* **Exercise**
Once the data has been read, restate all of it exactly.

Collected data entries

=====

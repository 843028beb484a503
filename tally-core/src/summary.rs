//! Derived summary of a transaction set

use rust_decimal::Decimal;
use serde::{Deserialize, Serialize};
use std::collections::BTreeMap;
use tracing::debug;

use crate::aggregate::{group_sum, magnitude, savings, total};
use crate::classify::partition;
use crate::config::SummarizerConfig;
use crate::transaction::TransactionSet;

/// Aggregate view of one `TransactionSet`. Recomputed on every load.
#[derive(Debug, Clone, Default, Serialize, Deserialize, PartialEq)]
pub struct Summary {
    pub total_count: usize,
    /// Signed sum of every amount
    pub total_amount: Decimal,
    /// Always non-negative
    pub inflow_total: Decimal,
    /// Always non-negative
    pub outflow_total: Decimal,
    pub savings: Decimal,
    /// Rows counted in neither inflow nor outflow
    pub unclassified_count: usize,
    pub category_totals: BTreeMap<String, Decimal>,
}

impl Summary {
    /// Category totals sorted by descending magnitude, ties by name.
    pub fn by_magnitude(&self) -> Vec<(String, Decimal)> {
        let mut out: Vec<(String, Decimal)> = self
            .category_totals
            .iter()
            .map(|(k, v)| (k.clone(), *v))
            .collect();
        out.sort_by(|a, b| b.1.abs().cmp(&a.1.abs()).then_with(|| a.0.cmp(&b.0)));
        out
    }
}

pub fn summarize(set: &TransactionSet, config: &SummarizerConfig) -> Summary {
    let rows = set.rows();
    let parts = partition(rows, config);

    let inflow_total = magnitude(parts.inflow.iter().copied());
    let outflow_total = magnitude(parts.outflow.iter().copied());

    let summary = Summary {
        total_count: rows.len(),
        total_amount: total(rows),
        inflow_total,
        outflow_total,
        savings: savings(inflow_total, outflow_total, config.clamp_savings_at_zero),
        unclassified_count: parts.unclassified.len(),
        category_totals: group_sum(rows, &config.uncategorized_bucket_name),
    };

    debug!(
        rows = summary.total_count,
        unclassified = summary.unclassified_count,
        inflow = %summary.inflow_total,
        outflow = %summary.outflow_total,
        "summarized transactions"
    );
    summary
}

=====

* **Finished task**
repository 843028beb484a503
filename tally-core/src/summary.rs
//! Derived summary of a transaction set

use rust_decimal::Decimal;
use serde::{Deserialize, Serialize};
use std::collections::BTreeMap;
use tracing::debug;

use crate::aggregate::{group_sum, magnitude, savings, total};
use crate::classify::partition;
use crate::config::SummarizerConfig;
use crate::transaction::TransactionSet;

/// Aggregate view of one `TransactionSet`. Recomputed on every load.
#[derive(Debug, Clone, Default, Serialize, Deserialize, PartialEq)]
pub struct Summary {
    pub total_count: usize,
    /// Signed sum of every amount
    pub total_amount: Decimal,
    /// Always non-negative
    pub inflow_total: Decimal,
    /// Always non-negative
    pub outflow_total: Decimal,
    pub savings: Decimal,
    /// Rows counted in neither inflow nor outflow
    pub unclassified_count: usize,
    pub category_totals: BTreeMap<String, Decimal>,
}

impl Summary {
    /// Category totals sorted by descending magnitude, ties by name.
    pub fn by_magnitude(&self) -> Vec<(String, Decimal)> {
        let mut out: Vec<(String, Decimal)> = self
            .category_totals
            .iter()
            .map(|(k, v)| (k.clone(), *v))
            .collect();
        out.sort_by(|a, b| b.1.abs().cmp(&a.1.abs()).then_with(|| a.0.cmp(&b.0)));
        out
    }
}

pub fn summarize(set: &TransactionSet, config: &SummarizerConfig) -> Summary {
    let rows = set.rows();
    let parts = partition(rows, config);

    let inflow_total = magnitude(parts.inflow.iter().copied());
    let outflow_total = magnitude(parts.outflow.iter().copied());

    let summary = Summary {
        total_count: rows.len(),
        total_amount: total(rows),
        inflow_total,
        outflow_total,
        savings: savings(inflow_total, outflow_total, config.clamp_savings_at_zero),
        unclassified_count: parts.unclassified.len(),
        category_totals: group_sum(rows, &config.uncategorized_bucket_name),
    };

    debug!(
        rows = summary.total_count,
        unclassified = summary.unclassified_count,
        inflow = %summary.inflow_total,
        outflow = %summary.outflow_total,
        "summarized transactions"
    );
    summary
}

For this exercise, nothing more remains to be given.